(HealthDay)—More women may prefer uterine preservation to hysterectomy for the treatment of pelvic organ prolapse symptoms, according to research published in the November issue of the American Journal of Obstetrics & Gynecology.
In an effort to assess patient preferences for uterine preservation versus hysterectomy, Nicole B. Korbly, M.D., of Brown University in Providence, R.I., and colleagues conducted a multicenter, cross-sectional study of 213 women receiving an initial urogynecologic evaluation for prolapse symptoms.
The researchers found that, if outcomes were equal for the two treatments, patient preferences were, in descending order, no strong preference (44 percent), uterine preservation (36 percent), and hysterectomy (20 percent). If uterine preservation was superior, women preferred uterine preservation (46 percent) and hysterectomy (11 percent). If hysterectomy was superior, 21 percent of women still preferred uterine preservation.
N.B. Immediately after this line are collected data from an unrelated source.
//! Shared test helpers and mock provider.

#![allow(dead_code)]

use async_trait::async_trait;

use roadmap_forge::error::ForgeError;
use roadmap_forge::provider::{ModelProvider, ProviderRequest, ProviderResponse};
use roadmap_forge::types::*;

/// A mock provider that returns canned responses and records requests.
pub struct MockProvider {
    model_id: String,
    responses: std::sync::Mutex<Vec<Result<ProviderResponse, ForgeError>>>,
    requests: std::sync::Mutex<Vec<ProviderRequest>>,
}

impl MockProvider {
    pub fn new(model_id: &str) -> Self {
        Self {
            model_id: model_id.to_string(),
            responses: std::sync::Mutex::new(Vec::new()),
            requests: std::sync::Mutex::new(Vec::new()),
        }
    }

    /// Queue a text response.
    pub fn queue_response(&self, text: &str) {
        self.responses.lock().unwrap().push(Ok(ProviderResponse {
            text: text.to_string(),
            usage: Usage {
                input_tokens: 10,
                output_tokens: 20,
                total_tokens: 30,
                ..Default::default()
            },
            finish_reason: Some(FinishReason::Stop),
        }));
    }

    /// Queue a JSON response.
    pub fn queue_json(&self, value: serde_json::Value) {
        self.queue_response(&value.to_string());
    }

    /// Queue a response with no text, as after a safety block.
    pub fn queue_empty(&self, finish_reason: Option<FinishReason>) {
        self.responses.lock().unwrap().push(Ok(ProviderResponse {
            text: String::new(),
            usage: Usage::default(),
            finish_reason,
        }));
    }

    /// Queue a failed call.
    pub fn queue_error(&self, error: ForgeError) {
        self.responses.lock().unwrap().push(Err(error));
    }

    pub fn requests(&self) -> Vec<ProviderRequest> {
        self.requests.lock().unwrap().clone()
    }

    pub fn last_request(&self) -> ProviderRequest {
        self.requests
            .lock()
            .unwrap()
            .last()
            .cloned()
            .expect("provider was never called")
    }
}

#[async_trait]
impl ModelProvider for MockProvider {
    fn provider_name(&self) -> &str {
        "mock"
    }

    fn model_id(&self) -> &str {
        &self.model_id
    }

    async fn generate_text(
        &self,
        request: &ProviderRequest,
    ) -> Result<ProviderResponse, ForgeError> {
        self.requests.lock().unwrap().push(request.clone());
        let mut responses = self.responses.lock().unwrap();
        if responses.is_empty() {
            return Ok(ProviderResponse {
                text: "Mock response".to_string(),
                usage: Usage::default(),
                finish_reason: Some(FinishReason::Stop),
            });
        }
        responses.remove(0)
    }
}

/// A fully populated node as JSON.
pub fn node_json(id: &str, topic: &str) -> serde_json::Value {
    serde_json::json!({
        "node_id": id,
        "topic": topic,
        "description": format!("An overview of {topic}"),
        "summary": format!("{topic} in brief"),
        "difficulty": "Intermediate",
        "estimated_time": "3 hours"
    })
}
//! Command-line interface for roadmap-forge.

use std::io::Read;
use std::path::{Path, PathBuf};

use clap::{ArgAction, Parser, Subcommand};

use crate::error::ForgeError;
use crate::menu::DEFAULT_MENU_PROMPT;
use crate::roadmap::SAMPLE_DOCUMENT;

/// Env var that overrides the `-v` derived log filter.
pub const LOG_ENV_VAR: &str = "ROADMAP_FORGE_LOG";

/// Generate study roadmaps and other content with Google Gemini
#[derive(Parser, Debug)]
#[command(name = "roadmap-forge", version, about = "Generate study roadmaps with Google Gemini")]
pub struct Cli {
    /// Increase log verbosity (-v info, -vv debug)
    #[arg(short, long, global = true, action = ArgAction::Count)]
    pub verbose: u8,

    #[command(subcommand)]
    pub command: Commands,
}

/// Top-level CLI commands.
#[derive(Subcommand, Debug)]
pub enum Commands {
    /// Invent a menu item (free-form text, no schema)
    Menu(MenuArgs),
    /// Turn a document into a structured study roadmap
    Roadmap(RoadmapArgs),
    /// Print the roadmap output schema
    Schema(SchemaArgs),
}

/// Arguments for `roadmap-forge menu`.
#[derive(Parser, Debug)]
pub struct MenuArgs {
    /// Prompt sent to the model
    #[arg(short, long, default_value = DEFAULT_MENU_PROMPT)]
    pub prompt: String,

    /// Model to use (e.g. gemini-2.0-flash, google:gemini-2.5-pro)
    #[arg(short, long)]
    pub model: Option<String>,
}

/// Arguments for `roadmap-forge roadmap`.
#[derive(Parser, Debug)]
pub struct RoadmapArgs {
    /// Document to read; `-` reads standard input
    #[arg(short, long, conflicts_with = "sample")]
    pub input: Option<PathBuf>,

    /// Use the bundled renewable-energy sample document
    #[arg(long)]
    pub sample: bool,

    /// Model to use (e.g. gemini-2.0-flash, google:gemini-2.5-pro)
    #[arg(short, long)]
    pub model: Option<String>,

    /// Max output tokens
    #[arg(long)]
    pub max_tokens: Option<u32>,

    /// Pretty-print the JSON output
    #[arg(long)]
    pub pretty: bool,
}

/// Arguments for `roadmap-forge schema`.
#[derive(Parser, Debug)]
pub struct SchemaArgs {
    /// Print the form sent to Gemini instead of the local validation schema
    #[arg(long)]
    pub gemini: bool,
}

impl RoadmapArgs {
    /// Resolve the document text from `--input`, stdin, or `--sample`.
    pub fn read_document(&self) -> Result<String, ForgeError> {
        match (&self.input, self.sample) {
            (_, true) => Ok(SAMPLE_DOCUMENT.to_string()),
            (Some(path), false) if path == Path::new("-") => {
                let mut text = String::new();
                std::io::stdin().read_to_string(&mut text)?;
                Ok(text)
            }
            (Some(path), false) => std::fs::read_to_string(path).map_err(|e| {
                ForgeError::Io(std::io::Error::new(
                    e.kind(),
                    format!("{}: {e}", path.display()),
                ))
            }),
            (None, false) => Err(ForgeError::InvalidArgument(
                "no document given: pass --input <PATH>, --input - for stdin, or --sample".into(),
            )),
        }
    }
}

/// Install the global `tracing` subscriber, writing to stderr.
pub fn init_tracing(verbose: u8) -> Result<(), ForgeError> {
    let level = match verbose {
        0 => "warn",
        1 => "info",
        _ => "debug",
    };

    let filter = tracing_subscriber::EnvFilter::try_from_env(LOG_ENV_VAR)
        .unwrap_or_else(|_| tracing_subscriber::EnvFilter::new(level));

    tracing_subscriber::fmt()
        .with_env_filter(filter)
        .with_writer(std::io::stderr)
        .try_init()
        .map_err(|error| {
            ForgeError::Configuration(format!("failed to initialize tracing subscriber: {error}"))
        })
}
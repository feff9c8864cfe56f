//! roadmap-forge CLI binary entry point.

use std::sync::Arc;

use clap::Parser;
use roadmap_forge::cli::{Cli, Commands, MenuArgs, RoadmapArgs, SchemaArgs};
use roadmap_forge::config::ForgeConfig;
use roadmap_forge::error::ForgeError;
use roadmap_forge::flow::Flow;
use roadmap_forge::menu::MenuItemFlow;
use roadmap_forge::models::ModelSelector;
use roadmap_forge::provider::{create_provider, schema::normalize_for_gemini, ModelProvider};
use roadmap_forge::roadmap::{Roadmap, RoadmapFlow};

#[tokio::main]
async fn main() {
    let cli = Cli::parse();

    if let Err(e) = roadmap_forge::cli::init_tracing(cli.verbose) {
        eprintln!("Warning: {e}");
    }

    let result = match cli.command {
        Commands::Menu(args) => handle_menu(args).await,
        Commands::Roadmap(args) => handle_roadmap(args).await,
        Commands::Schema(args) => handle_schema(args),
    };

    if let Err(e) = result {
        eprintln!("Error: {e}");
        std::process::exit(1);
    }
}

fn build_provider(model: Option<&str>) -> Result<Arc<dyn ModelProvider>, ForgeError> {
    let mut config = ForgeConfig::from_env()?;
    if let Some(selector) = model {
        config = config.with_model(ModelSelector::parse(selector)?);
    }
    Ok(Arc::from(create_provider(&config)?))
}

async fn handle_menu(args: MenuArgs) -> Result<(), ForgeError> {
    let provider = build_provider(args.model.as_deref())?;
    let flow = MenuItemFlow::new(provider);
    let text = flow.run(args.prompt).await?;
    println!("{text}");
    Ok(())
}

async fn handle_roadmap(args: RoadmapArgs) -> Result<(), ForgeError> {
    // Read input before touching config so a bad path fails fast.
    let document = args.read_document()?;
    let provider = build_provider(args.model.as_deref())?;

    let mut flow = RoadmapFlow::new(provider)?;
    if let Some(max) = args.max_tokens {
        flow = flow.with_max_tokens(max);
    }

    let roadmap = flow.run(document).await?;
    println!("{}", render(&roadmap, args.pretty)?);
    Ok(())
}

fn handle_schema(args: SchemaArgs) -> Result<(), ForgeError> {
    let schema = Roadmap::output_schema()?;
    let value = if args.gemini {
        normalize_for_gemini(schema.schema())?
    } else {
        schema.schema().clone()
    };
    println!("{}", serde_json::to_string_pretty(&value)?);
    Ok(())
}

fn render(roadmap: &Roadmap, pretty: bool) -> Result<String, ForgeError> {
    Ok(if pretty {
        serde_json::to_string_pretty(roadmap)?
    } else {
        serde_json::to_string(roadmap)?
    })
}
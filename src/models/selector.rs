//! Model selection and parsing.

use std::str::FromStr;

use super::GeminiModel;
use crate::error::ForgeError;

/// Parses user-supplied model selectors.
pub struct ModelSelector;

impl ModelSelector {
    /// Parse a model selector into a [`GeminiModel`].
    ///
    /// Accepts a bare id (`gemini-2.0-flash`), a provider-qualified id
    /// (`google:gemini-2.0-flash`, `gemini:gemini-2.0-flash`) or the REST
    /// resource form (`models/gemini-2.0-flash`).
    pub fn parse(s: &str) -> Result<GeminiModel, ForgeError> {
        let trimmed = s.trim();
        let model_id = match trimmed.split_once(':') {
            Some(("google" | "gemini", id)) => id,
            Some((provider, _)) => {
                return Err(ForgeError::InvalidArgument(format!(
                    "Unsupported provider '{provider}' in model selector '{s}': only google/gemini models are available"
                )))
            }
            None => trimmed,
        };
        let model_id = model_id.strip_prefix("models/").unwrap_or(model_id);

        if model_id.is_empty() {
            return Err(ForgeError::InvalidArgument(format!(
                "Invalid model selector '{s}': missing model id"
            )));
        }

        Ok(GeminiModel::from_str(model_id).unwrap_or(GeminiModel::Custom(model_id.to_string())))
    }
}
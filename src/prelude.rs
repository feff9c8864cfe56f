//! Convenience re-exports for common use.

pub use crate::config::ForgeConfig;
pub use crate::error::{ForgeError, GenerationFailure, Result};
pub use crate::flow::{Flow, FlowObserver};
pub use crate::generation::OutputSchema;
pub use crate::menu::{invent_menu_item, MenuItemFlow};
pub use crate::models::GeminiModel;
pub use crate::provider::ModelProvider;
pub use crate::roadmap::{Roadmap, RoadmapFlow, RoadmapNode};
pub use crate::types::{FinishReason, GenerationSettings, ModelMessage, Role, Usage};
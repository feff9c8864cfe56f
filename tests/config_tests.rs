//! Tests for loading configuration from the process environment.
//!
//! These go through `from_process_env` so a developer `.env` cannot leak in.

use std::sync::{Mutex, OnceLock};
use std::time::Duration;

use roadmap_forge::config::ForgeConfig;
use roadmap_forge::error::ForgeError;
use roadmap_forge::models::GeminiModel;

static ENV_LOCK: OnceLock<Mutex<()>> = OnceLock::new();

const CONFIG_ENV_VARS: [&str; 5] = [
    "GEMINI_API_KEY",
    "GOOGLE_API_KEY",
    "GEMINI_BASE_URL",
    "ROADMAP_FORGE_MODEL",
    "ROADMAP_FORGE_TIMEOUT_SECS",
];

struct EnvGuard {
    saved: Vec<(String, Option<String>)>,
}

impl EnvGuard {
    fn capture(keys: &[&str]) -> Self {
        let saved = keys
            .iter()
            .map(|key| ((*key).to_string(), std::env::var(key).ok()))
            .collect();
        Self { saved }
    }
}

impl Drop for EnvGuard {
    fn drop(&mut self) {
        for (key, value) in &self.saved {
            match value {
                Some(v) => std::env::set_var(key, v),
                None => std::env::remove_var(key),
            }
        }
    }
}

fn env_lock_guard() -> std::sync::MutexGuard<'static, ()> {
    ENV_LOCK
        .get_or_init(|| Mutex::new(()))
        .lock()
        .unwrap_or_else(|poisoned| poisoned.into_inner())
}

fn clear_config_env() {
    for key in CONFIG_ENV_VARS {
        std::env::remove_var(key);
    }
}

#[test]
fn process_env_reads_all_variables() {
    let _lock = env_lock_guard();
    let _env = EnvGuard::capture(&CONFIG_ENV_VARS);
    clear_config_env();

    std::env::set_var("GEMINI_API_KEY", "env-key");
    std::env::set_var("GEMINI_BASE_URL", "http://127.0.0.1:4010");
    std::env::set_var("ROADMAP_FORGE_MODEL", "gemini-1.5-pro");
    std::env::set_var("ROADMAP_FORGE_TIMEOUT_SECS", "30");

    let config = ForgeConfig::from_process_env().unwrap();
    assert_eq!(config.api_key(), "env-key");
    assert_eq!(config.base_url(), Some("http://127.0.0.1:4010"));
    assert_eq!(config.model(), &GeminiModel::Gemini15Pro);
    assert_eq!(config.request_timeout(), Duration::from_secs(30));
}

#[test]
fn process_env_without_key_fails_before_any_call() {
    let _lock = env_lock_guard();
    let _env = EnvGuard::capture(&CONFIG_ENV_VARS);
    clear_config_env();

    let err = ForgeConfig::from_process_env().unwrap_err();
    assert!(matches!(err, ForgeError::Configuration(_)));
}

#[test]
fn google_api_key_is_accepted() {
    let _lock = env_lock_guard();
    let _env = EnvGuard::capture(&CONFIG_ENV_VARS);
    clear_config_env();

    std::env::set_var("GOOGLE_API_KEY", "google-key");

    let config = ForgeConfig::from_process_env().unwrap();
    assert_eq!(config.api_key(), "google-key");
    assert_eq!(config.model(), &GeminiModel::Gemini20Flash);
}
Women were more likely to prefer uterine preservation if they believed that the uterus was important for their sense of self (odds ratio [OR], 28.2) or had at least some college education (OR, 2.87). Women in the South were less likely than women in the Northeast to prefer uterine preservation (OR, 0.17).
"A higher proportion of women with prolapse symptoms who were examined for urogynecologic evaluation preferred uterine preservation, compared with hysterectomy," the authors write.